This observation suggested two different approaches to nuclear transfer. If an oocyte at metaphase II is to be used as the recipient, then normal ploidy, and hence presumably normal development, will only be maintained if the donor cell has a diploid nucleus awaiting DNA replication. By contrast, a recipient cell providing a suitable environment for a nucleus at any stage of the cell cycle could be prepared by activating and culturing the oocyte before nuclear transfer in order to allow MPF activity to decay. Both approaches were used in successful nuclear transfer with blastomeres. Other experiments focused upon donor cell cycle stage. Experiments with rabbit and mouse blastomeres showed an advantage in using donor cells in G1.

There appeared to be a difference between species in the response to nuclear transfer from blastomeres. Normal offspring were obtained from embryos at later stages of development in species such as the sheep and cow in which the embryonic genome is switched on relatively late. In the mouse, pups were obtained only from cleavage stage embryos, whereas in sheep offspring were obtained from blastocysts and cultured cells derived from late blastocysts.
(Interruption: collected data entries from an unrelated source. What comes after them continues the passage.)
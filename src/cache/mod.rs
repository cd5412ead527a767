//! Versioned, partitioned response cache.
//!
//! This module provides the storage side of the offline cache manager:
//! - Named partitions (`static-v1`, `runtime-v1`) keyed by request identity
//! - SQLite persistence, plus an in-memory store for ephemeral runs
//! - Network-first and cache-first policies with write-through to a partition

mod key;
mod layer;
mod storage;
mod traits;

pub use key::{CacheName, PartitionKind, RequestKey};
pub use layer::CacheLayer;
pub use storage::{MemoryStorage, SqliteStorage};
pub use traits::{CacheResult, CacheSource, CacheStore};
Quiescent donor cells. The situation changed when quiescent (G0) donor cells were used. Live offspring have now been obtained following nuclear transfer from cells taken from adult sheep, cattle and mice. This contrast suggests profound differences in the response to nuclei in G1 and G0. Quiescent nuclei were originally selected because they are a more convenient form of diploid nuclei awaiting DNA replication. As the conventional checkpoints that may be used to block somatic cells in G1 are ineffective in cells from embryos, cells at this stage may only be obtained by arresting cells at mitosis and releasing groups as required to allow progression to G1 phase when required for nuclear transfer. By contrast, G0 is a comparatively stable state and donor cells may be stored for use over prolonged periods. However, it was quickly recognised that there are other differences between cells in G1 and G0. Quiescent cells are typically less active, may have destroyed specific mRNA species and might be expected to have different chromatin structure. It was hypothesised that these differences might facilitate reprogramming of gene expression in the transferred nucleus.
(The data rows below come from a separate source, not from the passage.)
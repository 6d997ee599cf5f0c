//! openwheeld - virtual FFB racing wheel daemon
//!
//! Turns a keyboard and a mouse into a Logitech-G29-class force-feedback
//! wheel: pointer motion steers, held keys drive pedals and buttons, and
//! the host game's FFB commands are rendered as a simulated wheel response.
//! Toggle emulation with Ctrl+M.

#![deny(static_mut_refs)]
#![deny(unused_must_use)]

mod config;
mod detect;

use std::path::PathBuf;
use std::sync::atomic::{AtomicBool, Ordering};

use anyhow::Result;
use clap::Parser;
use tracing::{error, info, warn};
use tracing_subscriber::{layer::SubscriberExt, util::SubscriberInitExt};

use openwheel_engine::hid::UinputBackend;
use openwheel_engine::input::{open_keyboard, open_pointer, InputMapper, InputReader};
use openwheel_engine::WheelEngine;
use openwheel_errors::SetupError;

use crate::config::Config;

#[derive(Parser)]
#[command(name = "openwheeld")]
#[command(about = "Virtual force-feedback racing wheel driven by keyboard and mouse")]
#[command(version)]
struct Cli {
    /// Debug verbosity
    #[arg(short = 'v', long = "verbose")]
    verbose: bool,

    /// Warnings and errors only
    #[arg(short = 'q', long = "quiet", conflicts_with = "verbose")]
    quiet: bool,

    /// Explicit config file path (bypasses the search order)
    #[arg(long)]
    config: Option<PathBuf>,

    /// Interactively pick input devices and save them to the config
    #[arg(long)]
    detect: bool,
}

/// Process-global shutdown flag; the SIGINT handler must be able to see it.
static RUNNING: AtomicBool = AtomicBool::new(true);

extern "C" fn handle_sigint(_signal: libc::c_int) {
    RUNNING.store(false, Ordering::Relaxed);
}

fn install_signal_handler() {
    unsafe {
        let mut action: libc::sigaction = std::mem::zeroed();
        action.sa_sigaction = handle_sigint as extern "C" fn(libc::c_int) as usize;
        libc::sigemptyset(&mut action.sa_mask);
        libc::sigaction(libc::SIGINT, &action, std::ptr::null_mut());
        libc::sigaction(libc::SIGTERM, &action, std::ptr::null_mut());
    }
}

fn main() {
    let cli = Cli::parse();

    let log_level = if cli.verbose {
        "debug"
    } else if cli.quiet {
        "warn"
    } else {
        "info"
    };
    tracing_subscriber::registry()
        .with(
            tracing_subscriber::EnvFilter::try_from_default_env()
                .unwrap_or_else(|_| format!("openwheeld={log_level},openwheel_engine={log_level}").into()),
        )
        .with(tracing_subscriber::fmt::layer().with_target(false))
        .init();

    if let Err(err) = run(&cli) {
        error!("{err:#}");
        std::process::exit(1);
    }
}

fn run(cli: &Cli) -> Result<()> {
    if cli.detect {
        return detect::run(cli.config.as_deref());
    }

    check_privileges()?;
    install_signal_handler();

    let config = Config::load(cli.config.as_deref());

    let mut engine = WheelEngine::new(Box::new(UinputBackend::new()), config.ffb_gain);
    engine.start()?;

    let keyboard = match open_keyboard(config.keyboard.as_deref()) {
        Ok(found) => Some(found),
        Err(err) => {
            warn!(error = %err, "continuing without a keyboard");
            None
        }
    };
    let pointer = match open_pointer(config.mouse.as_deref()) {
        Ok(found) => Some(found),
        Err(err) => {
            warn!(error = %err, "continuing without a pointer");
            None
        }
    };
    let mut reader = InputReader::new(keyboard, pointer)?;
    let mapper = InputMapper::new(config.mapping.clone());

    info!("ready; press Ctrl+M to toggle wheel emulation");

    while RUNNING.load(Ordering::Relaxed) {
        if !wait_for_input(&reader) {
            continue;
        }

        let mouse_dx = reader.read();
        let toggle_pressed = reader.check_toggle();
        let frame = mapper.frame(&reader, mouse_dx, toggle_pressed);

        if frame.toggle_pressed {
            if engine.is_enabled() {
                engine.disable();
                if let Err(err) = reader.grab(false) {
                    warn!(error = %err, "device release failed");
                }
            } else {
                match reader.grab(true) {
                    Ok(()) => engine.enable(),
                    Err(err) => warn!(error = %err, "staying disabled: grab failed"),
                }
            }
            continue;
        }

        engine.process_frame(&frame, config.sensitivity);
    }

    info!("shutting down");
    engine.shutdown();
    if let Err(err) = reader.grab(false) {
        warn!(error = %err, "device release failed during shutdown");
    }
    info!("clean shutdown");
    Ok(())
}

fn check_privileges() -> Result<(), SetupError> {
    if unsafe { libc::geteuid() } != 0 {
        return Err(SetupError::InsufficientPrivileges);
    }
    Ok(())
}

/// Block until a device is readable or a signal arrives. Returns false when
/// the caller should re-check the running flag without reading.
fn wait_for_input(reader: &InputReader) -> bool {
    let fds = reader.poll_fds();
    let mut pollfds: Vec<libc::pollfd> = fds
        .iter()
        .map(|&fd| libc::pollfd {
            fd,
            events: libc::POLLIN,
            revents: 0,
        })
        .collect();

    let ret = unsafe { libc::poll(pollfds.as_mut_ptr(), pollfds.len() as libc::nfds_t, -1) };
    if ret < 0 {
        let err = std::io::Error::last_os_error();
        if err.kind() != std::io::ErrorKind::Interrupted {
            warn!(error = %err, "input poll failed");
        }
        return false;
    }
    ret > 0
}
In the initial studies at Roslin, quiescence was induced by starving the cells in culture, but it was not envisaged that starvation as such would be the only means of obtaining suitable donor cells. It was never expected that all quiescent cells would prove to be suitable donors with the present nuclear transfer technique and protocols suitable for normal development from cumulus cells were ineffective with Sertoli cells and neurons. Future research will identify those cell types that are particularly suitable for use in nuclear transfer.

One report has claimed that calves were obtained following nuclear transfer from non-quiescent cells, however, the data presented do not substantiate the claim. The observations made by the authors to characterise the phases of the cell cycle were FACs sorting, (which does not distinguish between G1 and G0), and immunohistochemical analysis of PCNA (using a protocol which fixed the soluble form of PCNA present throughout the cell cycle). The fetal fibroblasts were grown to 70-80% confluence before use and that itself would cause some cells to exit the growth cycle and become quiescent. In these circumstances, the cell cycle stage of the cells is not adequately defined and the authors cannot justify their conclusion.
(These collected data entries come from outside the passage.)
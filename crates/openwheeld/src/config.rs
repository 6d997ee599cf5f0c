//! INI configuration loading and rewriting.
//!
//! Search order: the user config (`~/.config/openwheel.conf`) wins over the
//! system config (`/etc/openwheel.conf`); when neither exists a commented
//! default file is written to the user path and built-in defaults are used
//! for the run. Configuration problems never abort startup: one warning,
//! default substituted.

use std::fs;
use std::io;
use std::path::{Path, PathBuf};

use evdev::Key;
use tracing::{info, warn};

use hid_wheel_protocol::WheelButton;
use openwheel_engine::input::WheelMapping;
use openwheel_errors::ConfigError;

/// System-wide config path, consulted after the user config.
pub const SYSTEM_CONFIG_PATH: &str = "/etc/openwheel.conf";

const USER_CONFIG_RELATIVE: &str = ".config/openwheel.conf";

const DEFAULT_SENSITIVITY: i32 = 50;
const DEFAULT_FFB_GAIN: f32 = 1.0;

/// Runtime configuration of the daemon.
#[derive(Debug, Clone)]
pub struct Config {
    /// Explicit keyboard device path; `None` means auto-discover.
    pub keyboard: Option<PathBuf>,
    /// Explicit pointer device path; `None` means auto-discover.
    pub mouse: Option<PathBuf>,
    /// Steering sensitivity in 1..=100.
    pub sensitivity: i32,
    /// Global FFB gain in 0.1..=4.0, fixed for the run.
    pub ffb_gain: f32,
    /// Key map for pedals, D-pad, and button slots.
    pub mapping: WheelMapping,
}

impl Default for Config {
    fn default() -> Self {
        Self {
            keyboard: None,
            mouse: None,
            sensitivity: DEFAULT_SENSITIVITY,
            ffb_gain: DEFAULT_FFB_GAIN,
            mapping: WheelMapping::default(),
        }
    }
}

impl Config {
    /// Load configuration following the search order, or from an explicit
    /// path when given.
    pub fn load(explicit: Option<&Path>) -> Config {
        if let Some(path) = explicit {
            return match fs::read_to_string(path) {
                Ok(content) => {
                    info!(path = %path.display(), "loaded config");
                    Config::parse(&content)
                }
                Err(err) => {
                    warn!(error = %ConfigError::Read {
                        path: path.display().to_string(),
                        source: err,
                    }, "using built-in defaults");
                    Config::default()
                }
            };
        }

        for path in [user_config_path(), Some(PathBuf::from(SYSTEM_CONFIG_PATH))]
            .into_iter()
            .flatten()
        {
            if let Ok(content) = fs::read_to_string(&path) {
                info!(path = %path.display(), "loaded config");
                return Config::parse(&content);
            }
        }

        info!("no config found, writing defaults");
        if let Some(path) = user_config_path() {
            if let Err(err) = write_default(&path) {
                warn!(error = %err, "could not write default config");
            } else {
                info!(path = %path.display(), "default config written");
            }
        }
        Config::default()
    }

    /// Parse INI content. Unknown or malformed entries warn and fall back
    /// to defaults; they never fail the load.
    pub fn parse(content: &str) -> Config {
        let mut config = Config::default();
        let mut mapped_buttons: Vec<(u16, WheelButton)> = Vec::new();
        let mut section = String::new();

        for (index, raw_line) in content.lines().enumerate() {
            let line_no = index + 1;
            let line = raw_line.trim();
            if line.is_empty() || line.starts_with('#') || line.starts_with(';') {
                continue;
            }
            if line.starts_with('[') && line.ends_with(']') {
                section = line[1..line.len() - 1].trim().to_lowercase();
                continue;
            }
            let Some((key, value)) = line.split_once('=') else {
                continue;
            };
            let key = key.trim();
            let value = value.trim();

            match section.as_str() {
                "devices" => match key {
                    "keyboard" => config.keyboard = non_empty_path(value),
                    "mouse" => config.mouse = non_empty_path(value),
                    _ => warn!(key, line = line_no, "unknown devices entry"),
                },
                "sensitivity" => {
                    if key == "sensitivity" {
                        match value.parse::<i32>() {
                            Ok(parsed) => config.sensitivity = parsed.clamp(1, 100),
                            Err(_) => warn!(
                                error = %ConfigError::invalid_value(key, value, line_no),
                                "keeping default sensitivity"
                            ),
                        }
                    }
                }
                "ffb" => {
                    if key == "gain" {
                        match value.parse::<f32>() {
                            Ok(parsed) if parsed.is_finite() => {
                                config.ffb_gain = parsed.clamp(0.1, 4.0)
                            }
                            _ => warn!(
                                error = %ConfigError::invalid_value(key, value, line_no),
                                "keeping default FFB gain"
                            ),
                        }
                    }
                }
                "pedals" => {
                    let Some(code) = key_code_from_name(value) else {
                        warn!(error = %ConfigError::unknown_name(value, line_no), "pedal not remapped");
                        continue;
                    };
                    match key {
                        "throttle" => config.mapping.throttle_key = code,
                        "brake" => config.mapping.brake_key = code,
                        "clutch" => config.mapping.clutch_key = code,
                        _ => warn!(key, line = line_no, "unknown pedal entry"),
                    }
                }
                "dpad" => {
                    let Some(code) = key_code_from_name(value) else {
                        warn!(error = %ConfigError::unknown_name(value, line_no), "d-pad not remapped");
                        continue;
                    };
                    match key {
                        "up" => config.mapping.dpad_up = code,
                        "down" => config.mapping.dpad_down = code,
                        "left" => config.mapping.dpad_left = code,
                        "right" => config.mapping.dpad_right = code,
                        _ => warn!(key, line = line_no, "unknown dpad entry"),
                    }
                }
                "button_mapping" => {
                    let Some(button) = WheelButton::from_name(key) else {
                        warn!(error = %ConfigError::unknown_name(key, line_no), "mapping ignored");
                        continue;
                    };
                    let Some(code) = key_code_from_name(value) else {
                        warn!(error = %ConfigError::unknown_name(value, line_no), "mapping ignored");
                        continue;
                    };
                    mapped_buttons.push((code, button));
                }
                _ => {}
            }
        }

        if !mapped_buttons.is_empty() {
            config.mapping.buttons = mapped_buttons;
        }
        config
    }
}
The recipients oocyte. An advantage has also been shown in adjusting the time of nuclear transfer in relation to oocyte activation. In many studies fusion of the donor and recipient cells was synchronised with oocyte activation. However, it is now recognised that for some cell types it may be beneficial to transfer the nucleus several hours before activation. The benefit is seen most clearly in the studies in which mouse cumulus cells were the donor cells. The mechanisms which account for this effect are not known. It has been suggested that it may allow more reprogramming of gene expression or that it make take time for cell machinery to re-assemble and that the time required may vary with cells at different depths of quiescence.